Secciones
Servicios
Destacamos
Rafael Vega
Valladolid
Viernes, 14 de febrero 2020, 07:38
Recuerda el filósofo y ensayista Byung Chul Han en uno de sus escritos la célebre historia de Hans, un caballo alemán que hace más o menos una centuria fue mostrado públicamente en numerosas ocasiones con el fin de enseñar su capacidad para sumar. La ... respuesta comunicada del caballo se limitaba a los golpes en el suelo con su pata tantas veces como el número equivalente al resultado de la operación que se le proponía.

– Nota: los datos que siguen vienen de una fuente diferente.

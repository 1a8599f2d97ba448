//! markdownlint output: `README.md:3:81 MD013/line-length Line length [Expected: 80; Actual: 120]`.

use regex::Regex;
use std::sync::LazyLock;

use cilog_protocol::Finding;

use super::{FormatParser, severity};

static RE_ISSUE: LazyLock<Regex> = LazyLock::new(|| {
    Regex::new(
        r"^\s*(?P<file>[^\s:]+):(?P<line>\d+)(?::(?P<col>\d+))?\s+(?P<code>MD\d{3})(?:/[\w/-]+)?\s+(?P<msg>.+?)\s*$",
    )
    .unwrap()
});

pub struct Markdownlint;

impl FormatParser for Markdownlint {
    fn tool(&self) -> &'static str {
        "markdownlint"
    }

    fn parse(&self, text: &str) -> Vec<Finding> {
        text.lines()
            .filter_map(|line| RE_ISSUE.captures(line))
            .map(|caps| {
                let code = &caps["code"];
                let finding = Finding::new(
                    self.tool(),
                    "markdown_lint",
                    severity::classify(self.tool(), code),
                    &caps["file"],
                    &caps["line"],
                    &caps["msg"],
                )
                .with_code(code);
                match caps.name("col") {
                    Some(col) => finding.with_column(col.as_str()),
                    None => finding,
                }
            })
            .collect()
    }
}
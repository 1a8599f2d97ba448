//! Job discovery: which job folders exist under a results root.

use std::fs;
use std::path::Path;

use chrono::{DateTime, SecondsFormat, Utc};
use cilog_protocol::{JOB_LOG_FILE, JobIndex, JobRecord};

use crate::error::{LogError, LogResult};
use crate::source::ResultsRoot;

/// Parse `_job_index.json`. `Ok(None)` when the file is absent.
pub fn read_index(root: &ResultsRoot) -> LogResult<Option<JobIndex>> {
    let path = root.index_path();
    let raw = match fs::read_to_string(&path) {
        Ok(raw) => raw,
        Err(e) if e.kind() == std::io::ErrorKind::NotFound => return Ok(None),
        Err(e) => return Err(LogError::from_io(&path, e)),
    };
    serde_json::from_str(&raw)
        .map(Some)
        .map_err(|e| LogError::Index(format!("{}: {e}", path.display())))
}

/// Jobs to analyze, from the index when usable, else by scanning.
///
/// A missing root yields an empty list.
pub fn discover_jobs(root: &ResultsRoot) -> Vec<JobRecord> {
    if !root.exists() {
        tracing::debug!(root = %root.path().display(), "results root missing");
        return Vec::new();
    }

    match read_index(root) {
        Ok(Some(index)) => {
            tracing::debug!(jobs = index.jobs.len(), "jobs loaded from index");
            return index.jobs;
        }
        Ok(None) => {}
        Err(e) => tracing::warn!(error = %e, "job index unusable, scanning folders"),
    }

    scan_job_folders(root.path())
}

fn scan_job_folders(root: &Path) -> Vec<JobRecord> {
    let entries = match fs::read_dir(root) {
        Ok(entries) => entries,
        Err(e) => {
            tracing::warn!(root = %root.display(), error = %e, "cannot list results root");
            return Vec::new();
        }
    };

    let mut folders: Vec<String> = entries
        .filter_map(Result::ok)
        .filter(|entry| entry.file_type().is_ok_and(|t| t.is_dir()))
        .filter_map(|entry| entry.file_name().into_string().ok())
        .collect();
    folders.sort();

    let jobs: Vec<JobRecord> = folders
        .into_iter()
        .filter_map(|folder| {
            let meta = fs::metadata(root.join(&folder).join(JOB_LOG_FILE)).ok()?;
            if !meta.is_file() {
                return None;
            }
            let timestamp = meta.modified().ok().map(|mtime| {
                DateTime::<Utc>::from(mtime).to_rfc3339_opts(SecondsFormat::Secs, true)
            });
            Some(JobRecord {
                job_name: folder.clone(),
                job_folder: folder,
                conclusion: "unknown".to_string(),
                log_size_bytes: meta.len(),
                timestamp,
            })
        })
        .collect();

    tracing::debug!(jobs = jobs.len(), "jobs discovered by scan");
    jobs
}
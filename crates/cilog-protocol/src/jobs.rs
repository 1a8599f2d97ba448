use serde::{Deserialize, Serialize};

/// Name of the optional job index written at the results root.
pub const JOB_INDEX_FILE: &str = "_job_index.json";
/// Raw job log inside each job folder.
pub const JOB_LOG_FILE: &str = "log.txt";
/// Step summary inside each job folder.
pub const JOB_SUMMARY_FILE: &str = "summary.md";

/// One CI job whose log is subject to parsing.
#[derive(Debug, Clone, PartialEq, Eq, Serialize, Deserialize)]
pub struct JobRecord {
    pub job_name: String,
    /// Folder under the results root holding `log.txt`.
    pub job_folder: String,
    /// "success", "failure", ... or "unknown" when discovered by scanning.
    #[serde(default = "default_conclusion")]
    pub conclusion: String,
    #[serde(default)]
    pub log_size_bytes: u64,
    #[serde(default, skip_serializing_if = "Option::is_none")]
    pub timestamp: Option<String>,
}

fn default_conclusion() -> String {
    "unknown".to_string()
}

/// On-disk shape of `_job_index.json`.
#[derive(Debug, Clone, Serialize, Deserialize)]
pub struct JobIndex {
    /// Workflow run id (number or string, passed through as-is).
    #[serde(default, skip_serializing_if = "Option::is_none")]
    pub run_id: Option<serde_json::Value>,
    #[serde(default, skip_serializing_if = "Option::is_none")]
    pub run_number: Option<serde_json::Value>,
    pub jobs: Vec<JobRecord>,
}

/// Per-job line in the report's `jobs_analyzed`.
#[derive(Debug, Clone, PartialEq, Eq, Serialize, Deserialize)]
pub struct JobAnalysis {
    pub name: String,
    pub conclusion: String,
    /// Findings extracted from this job's log (all severities).
    pub errors_found: usize,
    /// Log size in bytes.
    pub log_size: u64,
}
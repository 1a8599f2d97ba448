//! read_workspace_file: any file under the results root, head + tail when big.

use async_trait::async_trait;
use serde_json::json;

use crate::accessor;
use crate::error::{LogError, LogResult};
use crate::tools::required_str;
use crate::types::{LogTool, ToolContext, ToolResult};

pub struct ReadWorkspaceFile;

#[async_trait]
impl LogTool for ReadWorkspaceFile {
    fn name(&self) -> &str {
        "read_workspace_file"
    }

    fn description(&self) -> &str {
        "Read a file under the results root; files over 100 KB are cut to head and tail with a notice"
    }

    fn parameters_schema(&self) -> serde_json::Value {
        json!({
            "type": "object",
            "properties": {
                "path": {
                    "type": "string",
                    "description": "Path relative to the results root (e.g. \"core-ci/metadata.json\")"
                }
            },
            "required": ["path"]
        })
    }

    async fn execute(&self, args: serde_json::Value, ctx: &ToolContext) -> LogResult<ToolResult> {
        let relative = required_str(&args, "path")?;
        let path = ctx.root.workspace_file(relative)?;

        let read = match accessor::read_workspace_file(&path, &ctx.options.workspace) {
            Ok(read) => read,
            Err(LogError::NotFound(_)) => {
                tracing::warn!(path = relative, "workspace file not found");
                return Ok(ToolResult::failure(
                    self.name(),
                    format!("workspace file not found: {relative}"),
                ));
            }
            Err(e) => return Err(e),
        };

        let summary = if read.truncated {
            read.notice.clone()
        } else {
            format!("{relative}: {} bytes", read.original_bytes)
        };
        let data = json!({
            "path": relative,
            "head": read.head,
            "tail": read.tail,
            "notice": read.notice,
            "truncated": read.truncated,
            "original_bytes": read.original_bytes,
            "shown_bytes": read.shown_bytes,
            "omitted_bytes": read.omitted_bytes,
        });
        Ok(ToolResult::success(self.name(), data, summary))
    }
}
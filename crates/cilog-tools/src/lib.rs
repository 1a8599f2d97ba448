//! CI log intelligence.
//!
//! Turns raw CI job output into structured findings while bounding how much
//! text any caller is handed at once. Components, leaves first:
//!
//! - [`accessor`]: size classification and bounded reads over one file
//! - [`search`]: streamed regex search with context
//! - [`parsers`]: twelve per-tool extractors behind one trait
//! - [`aggregator`]: severity buckets, run status, root cause
//! - [`discovery`]: job folders from the index or a directory scan
//! - [`pipeline`]: discovery → parse → aggregate, sequential or parallel
//! - [`tools`]: everything above as JSON tools, see [`all_tools`]

pub mod accessor;
pub mod aggregator;
pub mod discovery;
pub mod error;
pub mod parsers;
pub mod pipeline;
pub mod preprocess;
pub mod search;
pub mod source;
pub mod stats;
pub mod tools;
pub mod types;

// Re-export key types for convenience
pub use accessor::{BoundedRead, LogSize, TruncationPolicy};
pub use error::{LogError, LogResult};
pub use parsers::{FormatParser, TOOLS, parse_log};
pub use pipeline::{AnalysisOptions, analyze, analyze_parallel};
pub use search::SearchOptions;
pub use source::ResultsRoot;
pub use stats::LogStats;
pub use tools::all_tools;
pub use types::{LogTool, SizeClass, ToolContext, ToolResult};
//! eslint "stylish" output: a file path line followed by indented issues.
//!
//! ```text
//! /home/runner/work/app/src/index.ts
//!    1:10  error    'foo' is defined but never used  @typescript-eslint/no-unused-vars
//!   12:3   warning  Unexpected console statement     no-console
//! ```

use regex::Regex;
use std::sync::LazyLock;

use cilog_protocol::Finding;

use super::{FormatParser, severity};

static RE_FILE: LazyLock<Regex> = LazyLock::new(|| {
    Regex::new(r"^(?P<file>\S+\.(?:js|jsx|mjs|cjs|ts|tsx|mts|cts|vue|svelte))\s*$").unwrap()
});

static RE_ISSUE: LazyLock<Regex> = LazyLock::new(|| {
    Regex::new(
        r"^\s+(?P<line>\d+):(?P<col>\d+)\s+(?P<level>error|warning)\s+(?P<msg>.+?)(?:\s{2,}(?P<rule>[\w@/-]+))?\s*$",
    )
    .unwrap()
});

pub struct Eslint;

impl FormatParser for Eslint {
    fn tool(&self) -> &'static str {
        "eslint"
    }

    fn parse(&self, text: &str) -> Vec<Finding> {
        let mut findings = Vec::new();
        let mut current: Option<&str> = None;

        for line in text.lines() {
            if line.trim().is_empty() {
                current = None;
                continue;
            }
            if let Some(m) = RE_FILE.captures(line).and_then(|c| c.name("file")) {
                current = Some(m.as_str());
                continue;
            }
            let Some(file) = current else { continue };
            let Some(caps) = RE_ISSUE.captures(line) else {
                continue;
            };
            let mut finding = Finding::new(
                self.tool(),
                "lint_error",
                severity::classify(self.tool(), &caps["level"]),
                file,
                &caps["line"],
                &caps["msg"],
            )
            .with_column(&caps["col"]);
            if let Some(rule) = caps.name("rule") {
                finding = finding.with_code(rule.as_str());
            }
            findings.push(finding);
        }
        findings
    }
}
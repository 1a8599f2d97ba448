//! Merges parser findings into one run report.

use std::collections::BTreeMap;

use cilog_protocol::{Finding, IssueAnalysis, JobAnalysis, Report, Severity};

use crate::parsers::{AUTO_FIXABLE, tool_rank};

const STATUS_SUCCESS: &str = "success";
const STATUS_FAILURE: &str = "failure";
const STATUS_WARNING: &str = "warning";
const NO_ROOT_CAUSE: &str = "none";

/// Final run status. Criticals always fail the run; warnings alone only
/// downgrade a non-success baseline.
pub fn resolve_status(baseline: &str, criticals: usize, warnings: usize) -> String {
    let status = if baseline == STATUS_SUCCESS && criticals == 0 {
        STATUS_SUCCESS
    } else if criticals > 0 {
        STATUS_FAILURE
    } else if warnings > 0 {
        STATUS_WARNING
    } else {
        baseline
    };
    status.to_string()
}

/// Tool with the most findings; ties go to the earlier parser.
fn root_cause(breakdown: &BTreeMap<String, usize>) -> String {
    breakdown
        .iter()
        .max_by(|(a_tool, a_n), (b_tool, b_n)| {
            a_n.cmp(b_n)
                .then_with(|| tool_rank(b_tool).cmp(&tool_rank(a_tool)))
        })
        .map_or_else(|| NO_ROOT_CAUSE.to_string(), |(tool, _)| tool.clone())
}

fn recommendation(criticals: usize, warnings: usize) -> String {
    match (criticals, warnings) {
        (0, 0) => "No blocking issues found.".to_string(),
        (c, w) => format!("Resolve {c} critical error(s) and {w} warning(s) before merging."),
    }
}

fn summary(status: &str, criticals: usize, warnings: usize, info: usize) -> String {
    if status == STATUS_SUCCESS && criticals + warnings + info == 0 {
        return "All CI checks passed".to_string();
    }
    format!("CI {status}: {criticals} critical error(s), {warnings} warning(s), {info} info")
}

/// Build the report for one run.
///
/// `findings` is the concatenation of every job's parser output;
/// `jobs` is in discovery order.
pub fn aggregate(baseline: &str, findings: Vec<Finding>, jobs: Vec<JobAnalysis>) -> Report {
    let mut tool_breakdown: BTreeMap<String, usize> = BTreeMap::new();
    let mut fix_applied = 0;
    let (mut critical_errors, mut warnings, mut info) = (Vec::new(), Vec::new(), Vec::new());

    for finding in findings {
        *tool_breakdown.entry(finding.tool.clone()).or_default() += 1;
        if AUTO_FIXABLE.contains(&finding.tool.as_str()) {
            fix_applied += 1;
        }
        match finding.severity {
            Severity::Critical => critical_errors.push(finding),
            Severity::Warning => warnings.push(finding),
            Severity::Info => info.push(finding),
        }
    }

    let mut checks_performed: Vec<String> = tool_breakdown.keys().cloned().collect();
    checks_performed.sort_by_key(|tool| tool_rank(tool));

    let status = resolve_status(baseline, critical_errors.len(), warnings.len());
    let passed = status == STATUS_SUCCESS;

    tracing::info!(
        status = %status,
        critical = critical_errors.len(),
        warnings = warnings.len(),
        info = info.len(),
        jobs = jobs.len(),
        "run aggregated"
    );

    Report {
        summary: summary(&status, critical_errors.len(), warnings.len(), info.len()),
        passed,
        checks_performed,
        jobs_analyzed: jobs,
        issue_analysis: IssueAnalysis {
            root_cause: root_cause(&tool_breakdown),
            fix_applied,
            recommendation: recommendation(critical_errors.len(), warnings.len()),
            tool_breakdown,
        },
        status,
        critical_errors,
        warnings,
        info,
    }
}
//! End-to-end tests for cilog live under `tests/`.
//!
//! Each test builds a results root on disk with the shared `helpers`
//! harness and drives it through the public APIs of every crate.
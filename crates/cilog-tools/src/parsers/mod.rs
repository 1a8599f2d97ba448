//! Per-tool CI output parsers, run in a fixed order over normalized text.
//!
//! Every parser is a pure `(text) -> [Finding]` behind [`FormatParser`].
//! Normalization (ANSI stripping and friends) happens once in
//! [`parse_log`] before any parser runs.

pub mod build;
pub mod commit;
pub mod css;
pub mod formatters;
pub mod javascript;
pub mod markdown;
pub mod python;
pub mod severity;
pub mod sql;

use cilog_protocol::Finding;

use crate::preprocess;

/// Tool names in parser order. Ties in root-cause ranking go to the
/// earlier entry.
pub const TOOLS: [&str; 12] = [
    "sqlfluff",
    "stylelint",
    "markdownlint",
    "commitlint",
    "prettier",
    "black",
    "isort",
    "ruff",
    "eslint",
    "mypy",
    "pytest",
    "build",
];

/// Tools whose findings an auto-formatter fixes.
pub const AUTO_FIXABLE: [&str; 3] = ["prettier", "black", "isort"];

/// A stateless extractor for one tool's output.
pub trait FormatParser: Send + Sync {
    /// Tool name stamped on every finding.
    fn tool(&self) -> &'static str;

    /// Extract findings from normalized text. Unrecognized lines are skipped.
    fn parse(&self, text: &str) -> Vec<Finding>;
}

/// All parsers, in `TOOLS` order.
pub fn all_parsers() -> Vec<Box<dyn FormatParser>> {
    vec![
        Box::new(sql::Sqlfluff),
        Box::new(css::Stylelint),
        Box::new(markdown::Markdownlint),
        Box::new(commit::Commitlint),
        Box::new(formatters::Prettier),
        Box::new(formatters::Black),
        Box::new(formatters::Isort),
        Box::new(python::Ruff),
        Box::new(javascript::Eslint),
        Box::new(python::Mypy),
        Box::new(python::Pytest),
        Box::new(build::BuildError),
    ]
}

/// Position of a tool in parser order; unknown tools sort last.
pub fn tool_rank(tool: &str) -> usize {
    TOOLS.iter().position(|t| *t == tool).unwrap_or(TOOLS.len())
}

/// Run every parser over already-normalized text, in order.
pub fn run_all(text: &str) -> Vec<Finding> {
    all_parsers()
        .iter()
        .flat_map(|parser| {
            let found = parser.parse(text);
            if !found.is_empty() {
                tracing::debug!(tool = parser.tool(), count = found.len(), "parser matched");
            }
            found
        })
        .collect()
}

/// Normalize raw log text once, then run every parser over it.
pub fn parse_log(raw: &str) -> Vec<Finding> {
    run_all(&preprocess::normalize(raw))
}
//! Bounded regex search with context over a single log file.
//!
//! The file is streamed line by line, each line cut to
//! [`MAX_LINE_BYTES`]. Only `context_lines` prior lines and the blocks of
//! matches still collecting trailing context are held, so memory is
//! O(max_matches × context_lines) whatever the file size.

use regex::{Regex, RegexBuilder};
use serde::{Deserialize, Serialize};
use std::collections::VecDeque;
use std::fs::File;
use std::io::BufReader;
use std::path::Path;

use cilog_protocol::SearchMatch;

use crate::accessor::{MAX_LINE_BYTES, read_line_capped};
use crate::error::{LogError, LogResult};

/// Upper bound on context lines per side; larger requests are clamped.
pub const MAX_CONTEXT_LINES: usize = 200;

/// Context and match limits for a search.
#[derive(Debug, Clone, Copy, PartialEq, Eq, Serialize, Deserialize)]
pub struct SearchOptions {
    #[serde(default = "default_context_lines")]
    pub context_lines: usize,
    #[serde(default = "default_max_matches")]
    pub max_matches: usize,
}

fn default_context_lines() -> usize {
    3
}

fn default_max_matches() -> usize {
    50
}

impl Default for SearchOptions {
    fn default() -> Self {
        Self {
            context_lines: default_context_lines(),
            max_matches: default_max_matches(),
        }
    }
}

/// Compile a case-insensitive pattern, mapping failures to `InvalidPattern`.
pub fn compile(pattern: &str) -> LogResult<Regex> {
    RegexBuilder::new(pattern)
        .case_insensitive(true)
        .build()
        .map_err(|e| LogError::InvalidPattern(e.to_string()))
}

struct Pending {
    line_number: usize,
    matched_line: String,
    block: Vec<String>,
    remaining_after: usize,
}

impl Pending {
    fn finish(self, job: &str, pattern: &str) -> SearchMatch {
        SearchMatch {
            job: job.to_string(),
            pattern: pattern.to_string(),
            line_number: self.line_number,
            matched_line: self.matched_line,
            context_block: self.block.join("\n"),
        }
    }
}

/// Search `path` for `pattern`, returning at most `opts.max_matches` hits.
///
/// `opts.context_lines` is clamped to [`MAX_CONTEXT_LINES`].
/// The pattern is validated before the file is opened, so an invalid
/// pattern never yields partial output. Lines are decoded lossily.
pub fn search(
    path: &Path,
    job: &str,
    pattern: &str,
    opts: &SearchOptions,
) -> LogResult<Vec<SearchMatch>> {
    let re = compile(pattern)?;
    let file = File::open(path).map_err(|e| LogError::from_io(path, e))?;
    let mut reader = BufReader::new(file);

    let mut results = Vec::new();
    let mut open: VecDeque<Pending> = VecDeque::new();
    let context_lines = opts.context_lines.min(MAX_CONTEXT_LINES);
    let mut before: VecDeque<String> = VecDeque::with_capacity(context_lines + 1);
    let mut buf = Vec::new();
    let mut line_number = 0usize;

    while results.len() + open.len() < opts.max_matches || !open.is_empty() {
        buf.clear();
        let n = read_line_capped(&mut reader, &mut buf, MAX_LINE_BYTES)
            .map_err(|e| LogError::from_io(path, e))?;
        if n == 0 {
            break;
        }
        line_number += 1;
        let line = String::from_utf8_lossy(&buf)
            .trim_end_matches(['\n', '\r'])
            .to_string();

        // Feed trailing context to matches still collecting it.
        for pending in open.iter_mut() {
            pending.block.push(line.clone());
            pending.remaining_after -= 1;
        }
        while open.front().is_some_and(|p| p.remaining_after == 0) {
            if let Some(done) = open.pop_front() {
                results.push(done.finish(job, pattern));
            }
        }

        if results.len() + open.len() < opts.max_matches && re.is_match(&line) {
            let mut block: Vec<String> = before.iter().cloned().collect();
            block.push(line.clone());
            let pending = Pending {
                line_number,
                matched_line: line.trim().to_string(),
                block,
                remaining_after: context_lines,
            };
            if context_lines == 0 {
                results.push(pending.finish(job, pattern));
            } else {
                open.push_back(pending);
            }
        }

        if context_lines > 0 {
            if before.len() == context_lines {
                before.pop_front();
            }
            before.push_back(line);
        }
    }

    // End of file: remaining matches keep whatever trailing context exists.
    results.extend(open.into_iter().map(|p| p.finish(job, pattern)));

    tracing::debug!(
        path = %path.display(),
        pattern,
        matches = results.len(),
        lines_scanned = line_number,
        "search complete"
    );
    Ok(results)
}
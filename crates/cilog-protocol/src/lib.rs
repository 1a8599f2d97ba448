pub mod finding;
pub mod jobs;
pub mod report;
pub mod search;

pub use finding::*;
pub use jobs::*;
pub use report::*;
pub use search::*;
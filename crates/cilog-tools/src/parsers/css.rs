//! stylelint output, inside a `--- stylelint ---` section.
//!
//! ```text
//! --- stylelint ---
//! src/a.css
//!   3:5  ✖  Expected lowercase  color-no-invalid-hex
//! ```

use regex::Regex;
use std::sync::LazyLock;

use cilog_protocol::Finding;

use super::{FormatParser, severity};

static RE_SECTION: LazyLock<Regex> =
    LazyLock::new(|| Regex::new(r"^\s*---\s*(?P<name>[\w.-]+)\s*---\s*$").unwrap());

static RE_FILE: LazyLock<Regex> =
    LazyLock::new(|| Regex::new(r"^(?P<file>[^\s:]+\.[A-Za-z0-9]+)$").unwrap());

static RE_ISSUE: LazyLock<Regex> = LazyLock::new(|| {
    Regex::new(r"^\s*(?P<line>\d+):(?P<col>\d+)\s+✖\s+(?P<msg>.+?)\s{2,}(?P<rule>\S+)\s*$").unwrap()
});

pub struct Stylelint;

impl FormatParser for Stylelint {
    fn tool(&self) -> &'static str {
        "stylelint"
    }

    fn parse(&self, text: &str) -> Vec<Finding> {
        let mut findings = Vec::new();
        let mut in_section = false;
        let mut current: Option<&str> = None;

        for line in text.lines() {
            if let Some(caps) = RE_SECTION.captures(line) {
                in_section = caps["name"].eq_ignore_ascii_case("stylelint");
                current = None;
                continue;
            }
            if !in_section {
                continue;
            }
            if let Some(m) = RE_FILE.captures(line.trim()).and_then(|c| c.name("file")) {
                current = Some(m.as_str());
                continue;
            }
            let Some(caps) = RE_ISSUE.captures(line) else {
                continue;
            };
            let (msg, rule) = (&caps["msg"], &caps["rule"]);
            findings.push(
                Finding::new(
                    self.tool(),
                    "lint_error",
                    severity::classify(self.tool(), &format!("{rule} {msg}")),
                    current.unwrap_or("unknown"),
                    &caps["line"],
                    msg,
                )
                .with_column(&caps["col"])
                .with_code(rule),
            );
        }
        findings
    }
}
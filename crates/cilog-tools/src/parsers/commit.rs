//! commitlint output: `✖   subject may not be empty [subject-empty]`.

use regex::Regex;
use std::sync::LazyLock;

use cilog_protocol::Finding;

use super::{FormatParser, severity};

/// Commit messages have no source file; findings point at git's message file.
const COMMIT_MESSAGE_FILE: &str = "COMMIT_EDITMSG";

static RE_ISSUE: LazyLock<Regex> = LazyLock::new(|| {
    Regex::new(r"^\s*✖\s+(?P<msg>.+?)\s+\[(?P<rule>[\w-]+)\]\s*$").unwrap()
});

pub struct Commitlint;

impl FormatParser for Commitlint {
    fn tool(&self) -> &'static str {
        "commitlint"
    }

    fn parse(&self, text: &str) -> Vec<Finding> {
        text.lines()
            .filter_map(|line| RE_ISSUE.captures(line))
            .map(|caps| {
                let rule = &caps["rule"];
                Finding::new(
                    self.tool(),
                    "commit_message",
                    severity::classify(self.tool(), rule),
                    COMMIT_MESSAGE_FILE,
                    "0",
                    &caps["msg"],
                )
                .with_code(rule)
            })
            .collect()
    }
}
//! parse_ci_output: run the full pipeline and return the report.

use async_trait::async_trait;
use serde_json::json;

use crate::error::{LogError, LogResult};
use crate::pipeline;
use crate::types::{LogTool, ToolContext, ToolResult};

pub struct ParseCiOutput;

#[async_trait]
impl LogTool for ParseCiOutput {
    fn name(&self) -> &str {
        "parse_ci_output"
    }

    fn description(&self) -> &str {
        "Parse every job log into findings and return the aggregated CI report"
    }

    fn parameters_schema(&self) -> serde_json::Value {
        json!({
            "type": "object",
            "properties": {
                "baseline": {
                    "type": "string",
                    "description": "Overall CI result before parsing (e.g. \"success\", \"failure\")"
                },
                "parallel": {
                    "type": "boolean",
                    "description": "Analyze jobs concurrently (default: false)",
                    "default": false
                }
            }
        })
    }

    async fn execute(&self, args: serde_json::Value, ctx: &ToolContext) -> LogResult<ToolResult> {
        let baseline = args["baseline"]
            .as_str()
            .unwrap_or(&ctx.options.default_baseline);
        let parallel = args["parallel"].as_bool().unwrap_or(false);

        let report = if parallel {
            pipeline::analyze_parallel(&ctx.root, baseline, &ctx.options).await?
        } else {
            pipeline::analyze(&ctx.root, baseline, &ctx.options)
        };

        let summary = report.summary.clone();
        let data = serde_json::to_value(&report)
            .map_err(|e| LogError::Other(format!("cannot serialize report: {e}")))?;
        Ok(ToolResult::success(self.name(), data, summary))
    }
}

El Listo Hans, como llegó a ser conocido, alcanzó una fama tan notable, y el enigma que explicara su alarde matemático propició tal interés, que un grupo de expertos procedió a su estudio para llegar a la conclusión de que, en efecto, Hans era incapaz de sumar, pero sus sentidos podían percibir mínimas gesticulaciones en sus ansiosos interlocutores, cuyas caras de póquer apenas podían guardar secretos para él. Hans, por tanto, podía dejar de golpear el suelo con su pata cuando a su alrededor una tensión invisible, fruto de la expectación manifestada por los espectadores cuando alcanzaba con sus golpes la cifra correcta, se abría paso hasta su capacidad de percepción.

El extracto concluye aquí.